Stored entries
--*--
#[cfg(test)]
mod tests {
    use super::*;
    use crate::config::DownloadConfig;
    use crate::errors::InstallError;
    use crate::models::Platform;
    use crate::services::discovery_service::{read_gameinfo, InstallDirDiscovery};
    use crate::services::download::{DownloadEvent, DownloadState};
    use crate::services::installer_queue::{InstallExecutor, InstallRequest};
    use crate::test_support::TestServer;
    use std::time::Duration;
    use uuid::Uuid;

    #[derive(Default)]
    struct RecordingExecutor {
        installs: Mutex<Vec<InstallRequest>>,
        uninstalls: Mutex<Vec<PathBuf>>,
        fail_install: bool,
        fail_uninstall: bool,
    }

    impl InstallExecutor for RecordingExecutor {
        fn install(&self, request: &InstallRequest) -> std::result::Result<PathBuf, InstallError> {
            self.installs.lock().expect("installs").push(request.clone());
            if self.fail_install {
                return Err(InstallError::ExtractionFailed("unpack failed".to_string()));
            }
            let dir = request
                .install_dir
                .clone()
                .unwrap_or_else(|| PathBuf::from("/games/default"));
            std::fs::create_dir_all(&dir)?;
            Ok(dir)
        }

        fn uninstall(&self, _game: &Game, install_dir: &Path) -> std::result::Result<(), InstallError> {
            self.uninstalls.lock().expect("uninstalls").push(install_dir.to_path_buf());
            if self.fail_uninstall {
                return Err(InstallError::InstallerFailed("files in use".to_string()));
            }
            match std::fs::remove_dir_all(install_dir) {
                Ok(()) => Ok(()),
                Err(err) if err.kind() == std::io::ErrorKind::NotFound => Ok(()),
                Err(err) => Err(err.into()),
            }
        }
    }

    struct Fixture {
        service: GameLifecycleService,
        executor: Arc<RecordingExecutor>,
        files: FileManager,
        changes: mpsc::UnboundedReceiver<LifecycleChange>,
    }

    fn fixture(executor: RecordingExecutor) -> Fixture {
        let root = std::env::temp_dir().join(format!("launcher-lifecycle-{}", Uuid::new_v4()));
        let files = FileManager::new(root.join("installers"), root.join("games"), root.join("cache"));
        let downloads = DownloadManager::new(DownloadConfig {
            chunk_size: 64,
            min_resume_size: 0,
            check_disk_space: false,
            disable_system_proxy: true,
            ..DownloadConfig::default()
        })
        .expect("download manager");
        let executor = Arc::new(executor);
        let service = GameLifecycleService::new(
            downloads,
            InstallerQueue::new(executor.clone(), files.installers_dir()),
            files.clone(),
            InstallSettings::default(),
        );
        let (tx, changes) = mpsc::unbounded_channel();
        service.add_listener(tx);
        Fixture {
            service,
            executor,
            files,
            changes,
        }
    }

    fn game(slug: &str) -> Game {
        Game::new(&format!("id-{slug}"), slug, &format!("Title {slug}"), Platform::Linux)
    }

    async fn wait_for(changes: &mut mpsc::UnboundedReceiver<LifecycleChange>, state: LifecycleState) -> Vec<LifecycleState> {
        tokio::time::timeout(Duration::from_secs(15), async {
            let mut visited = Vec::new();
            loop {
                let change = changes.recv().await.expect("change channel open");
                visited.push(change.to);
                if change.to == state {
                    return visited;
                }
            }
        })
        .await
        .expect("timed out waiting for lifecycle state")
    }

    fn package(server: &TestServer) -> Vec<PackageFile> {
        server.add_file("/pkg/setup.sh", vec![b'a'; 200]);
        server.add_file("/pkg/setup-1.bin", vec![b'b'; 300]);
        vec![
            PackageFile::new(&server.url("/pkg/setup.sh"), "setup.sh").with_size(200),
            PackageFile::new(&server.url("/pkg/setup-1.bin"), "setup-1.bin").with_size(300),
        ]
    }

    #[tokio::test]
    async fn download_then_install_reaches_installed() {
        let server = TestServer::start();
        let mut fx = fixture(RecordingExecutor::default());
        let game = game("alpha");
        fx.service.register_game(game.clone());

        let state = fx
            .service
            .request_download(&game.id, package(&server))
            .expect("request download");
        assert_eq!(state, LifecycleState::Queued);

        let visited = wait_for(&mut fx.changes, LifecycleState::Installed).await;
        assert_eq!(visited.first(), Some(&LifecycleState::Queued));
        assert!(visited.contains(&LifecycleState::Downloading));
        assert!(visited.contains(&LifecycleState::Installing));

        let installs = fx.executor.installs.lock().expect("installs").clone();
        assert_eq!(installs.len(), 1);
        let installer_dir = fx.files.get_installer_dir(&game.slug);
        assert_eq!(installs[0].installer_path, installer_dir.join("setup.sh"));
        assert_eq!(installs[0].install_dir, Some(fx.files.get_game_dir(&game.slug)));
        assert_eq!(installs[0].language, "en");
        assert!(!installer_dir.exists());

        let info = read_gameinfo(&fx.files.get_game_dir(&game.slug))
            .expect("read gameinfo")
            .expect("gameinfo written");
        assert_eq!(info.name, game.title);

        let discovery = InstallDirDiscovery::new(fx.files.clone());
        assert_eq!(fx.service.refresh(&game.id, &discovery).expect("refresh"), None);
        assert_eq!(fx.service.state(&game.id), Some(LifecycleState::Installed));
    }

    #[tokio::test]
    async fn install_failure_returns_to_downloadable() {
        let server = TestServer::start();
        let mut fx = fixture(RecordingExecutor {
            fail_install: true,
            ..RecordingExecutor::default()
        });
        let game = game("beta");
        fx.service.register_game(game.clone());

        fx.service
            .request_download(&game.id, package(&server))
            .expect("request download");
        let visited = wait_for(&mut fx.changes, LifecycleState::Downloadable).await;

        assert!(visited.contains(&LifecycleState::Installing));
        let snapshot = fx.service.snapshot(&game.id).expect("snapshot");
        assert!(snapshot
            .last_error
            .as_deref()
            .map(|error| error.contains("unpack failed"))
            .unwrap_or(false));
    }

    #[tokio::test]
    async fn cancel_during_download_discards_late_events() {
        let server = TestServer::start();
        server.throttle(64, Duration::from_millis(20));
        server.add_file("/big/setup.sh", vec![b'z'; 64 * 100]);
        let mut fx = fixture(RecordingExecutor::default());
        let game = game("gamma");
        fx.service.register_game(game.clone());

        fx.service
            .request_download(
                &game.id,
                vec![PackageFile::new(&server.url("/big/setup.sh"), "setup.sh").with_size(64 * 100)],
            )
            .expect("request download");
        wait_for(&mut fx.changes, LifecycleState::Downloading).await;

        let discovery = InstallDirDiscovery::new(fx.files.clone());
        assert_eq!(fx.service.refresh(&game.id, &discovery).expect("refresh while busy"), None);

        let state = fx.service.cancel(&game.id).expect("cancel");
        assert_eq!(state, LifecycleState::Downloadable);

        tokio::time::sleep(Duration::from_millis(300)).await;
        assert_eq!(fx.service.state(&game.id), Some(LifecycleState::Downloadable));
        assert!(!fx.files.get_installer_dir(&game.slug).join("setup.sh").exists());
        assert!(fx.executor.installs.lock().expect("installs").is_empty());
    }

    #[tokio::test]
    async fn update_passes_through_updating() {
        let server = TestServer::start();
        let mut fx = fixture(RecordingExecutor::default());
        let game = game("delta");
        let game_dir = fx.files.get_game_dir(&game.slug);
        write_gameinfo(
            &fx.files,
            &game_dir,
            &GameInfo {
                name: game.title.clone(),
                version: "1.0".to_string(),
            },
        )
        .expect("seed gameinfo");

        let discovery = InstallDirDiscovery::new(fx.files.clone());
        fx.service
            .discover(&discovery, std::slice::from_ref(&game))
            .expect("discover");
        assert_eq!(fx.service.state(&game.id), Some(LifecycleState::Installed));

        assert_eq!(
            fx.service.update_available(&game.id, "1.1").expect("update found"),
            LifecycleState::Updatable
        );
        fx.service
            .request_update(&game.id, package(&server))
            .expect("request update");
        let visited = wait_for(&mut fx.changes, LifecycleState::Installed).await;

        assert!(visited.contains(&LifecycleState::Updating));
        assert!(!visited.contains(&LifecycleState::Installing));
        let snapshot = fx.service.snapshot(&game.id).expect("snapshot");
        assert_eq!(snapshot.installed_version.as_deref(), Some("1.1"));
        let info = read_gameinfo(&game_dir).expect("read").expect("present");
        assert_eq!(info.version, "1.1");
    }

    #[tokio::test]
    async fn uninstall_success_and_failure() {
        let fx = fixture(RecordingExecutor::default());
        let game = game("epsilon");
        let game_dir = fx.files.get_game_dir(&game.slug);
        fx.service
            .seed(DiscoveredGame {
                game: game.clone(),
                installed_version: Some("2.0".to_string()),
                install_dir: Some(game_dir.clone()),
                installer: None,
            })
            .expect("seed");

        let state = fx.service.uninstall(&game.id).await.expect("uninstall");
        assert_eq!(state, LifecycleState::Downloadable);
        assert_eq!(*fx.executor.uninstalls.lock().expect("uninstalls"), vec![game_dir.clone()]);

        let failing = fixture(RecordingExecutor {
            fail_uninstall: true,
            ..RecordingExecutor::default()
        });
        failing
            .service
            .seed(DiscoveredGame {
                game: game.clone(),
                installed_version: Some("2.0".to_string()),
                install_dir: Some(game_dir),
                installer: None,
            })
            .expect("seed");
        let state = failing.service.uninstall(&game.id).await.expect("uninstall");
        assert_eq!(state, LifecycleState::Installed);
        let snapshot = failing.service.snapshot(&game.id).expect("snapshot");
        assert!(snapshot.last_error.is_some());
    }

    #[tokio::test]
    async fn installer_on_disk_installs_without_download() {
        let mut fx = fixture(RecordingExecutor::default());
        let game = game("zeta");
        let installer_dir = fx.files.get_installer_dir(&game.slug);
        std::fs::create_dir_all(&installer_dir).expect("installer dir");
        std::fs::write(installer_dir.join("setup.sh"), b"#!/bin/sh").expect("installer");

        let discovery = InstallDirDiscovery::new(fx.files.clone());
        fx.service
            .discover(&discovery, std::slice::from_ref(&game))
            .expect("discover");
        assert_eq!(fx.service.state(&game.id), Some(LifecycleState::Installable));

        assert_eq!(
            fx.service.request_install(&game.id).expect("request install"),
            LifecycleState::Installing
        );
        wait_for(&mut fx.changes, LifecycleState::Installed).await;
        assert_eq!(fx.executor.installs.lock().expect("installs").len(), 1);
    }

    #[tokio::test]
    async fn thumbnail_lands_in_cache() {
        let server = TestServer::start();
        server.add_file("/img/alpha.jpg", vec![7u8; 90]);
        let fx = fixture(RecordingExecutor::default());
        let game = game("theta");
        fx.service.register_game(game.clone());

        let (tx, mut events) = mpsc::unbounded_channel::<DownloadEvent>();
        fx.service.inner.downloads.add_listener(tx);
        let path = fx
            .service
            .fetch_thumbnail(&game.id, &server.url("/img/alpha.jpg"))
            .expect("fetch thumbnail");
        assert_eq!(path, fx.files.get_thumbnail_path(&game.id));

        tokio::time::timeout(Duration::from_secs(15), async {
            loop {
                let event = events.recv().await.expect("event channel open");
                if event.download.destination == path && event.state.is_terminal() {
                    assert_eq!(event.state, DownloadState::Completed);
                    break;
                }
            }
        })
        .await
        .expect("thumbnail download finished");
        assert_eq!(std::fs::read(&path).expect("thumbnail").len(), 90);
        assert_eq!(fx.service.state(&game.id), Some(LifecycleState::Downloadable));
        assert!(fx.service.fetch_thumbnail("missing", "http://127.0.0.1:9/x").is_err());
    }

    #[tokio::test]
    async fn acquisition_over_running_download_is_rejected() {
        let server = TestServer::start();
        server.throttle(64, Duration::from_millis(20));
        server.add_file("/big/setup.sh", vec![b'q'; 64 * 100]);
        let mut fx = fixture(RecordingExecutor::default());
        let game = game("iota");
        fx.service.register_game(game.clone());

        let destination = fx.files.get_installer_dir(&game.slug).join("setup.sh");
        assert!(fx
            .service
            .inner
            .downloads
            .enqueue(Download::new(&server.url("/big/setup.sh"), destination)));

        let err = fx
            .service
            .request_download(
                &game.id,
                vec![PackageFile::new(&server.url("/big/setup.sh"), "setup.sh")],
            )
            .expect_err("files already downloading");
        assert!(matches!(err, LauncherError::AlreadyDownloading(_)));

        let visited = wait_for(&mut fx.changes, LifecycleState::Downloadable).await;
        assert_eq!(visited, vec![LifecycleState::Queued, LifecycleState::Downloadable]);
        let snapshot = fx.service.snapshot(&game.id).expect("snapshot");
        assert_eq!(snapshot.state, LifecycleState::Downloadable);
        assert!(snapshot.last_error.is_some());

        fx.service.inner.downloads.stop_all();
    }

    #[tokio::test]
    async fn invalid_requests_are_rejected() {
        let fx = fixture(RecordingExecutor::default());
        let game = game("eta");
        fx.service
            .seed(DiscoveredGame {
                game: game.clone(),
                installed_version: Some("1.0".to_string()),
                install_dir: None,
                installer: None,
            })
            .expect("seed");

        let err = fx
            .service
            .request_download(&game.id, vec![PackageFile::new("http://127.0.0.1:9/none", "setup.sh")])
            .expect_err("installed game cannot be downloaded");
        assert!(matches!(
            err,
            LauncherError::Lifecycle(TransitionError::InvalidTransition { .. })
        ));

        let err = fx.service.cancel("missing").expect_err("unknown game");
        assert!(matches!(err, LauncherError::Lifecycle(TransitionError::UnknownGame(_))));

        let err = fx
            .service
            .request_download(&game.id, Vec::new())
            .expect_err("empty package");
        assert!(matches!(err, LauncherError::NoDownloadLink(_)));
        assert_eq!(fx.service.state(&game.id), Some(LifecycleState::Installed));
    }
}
--*--
Only the lines above that hold "exists" are wanted. Show every one of them.

Reply:
        assert!(!installer_dir.exists());
        assert!(!fx.files.get_installer_dir(&game.slug).join("setup.sh").exists());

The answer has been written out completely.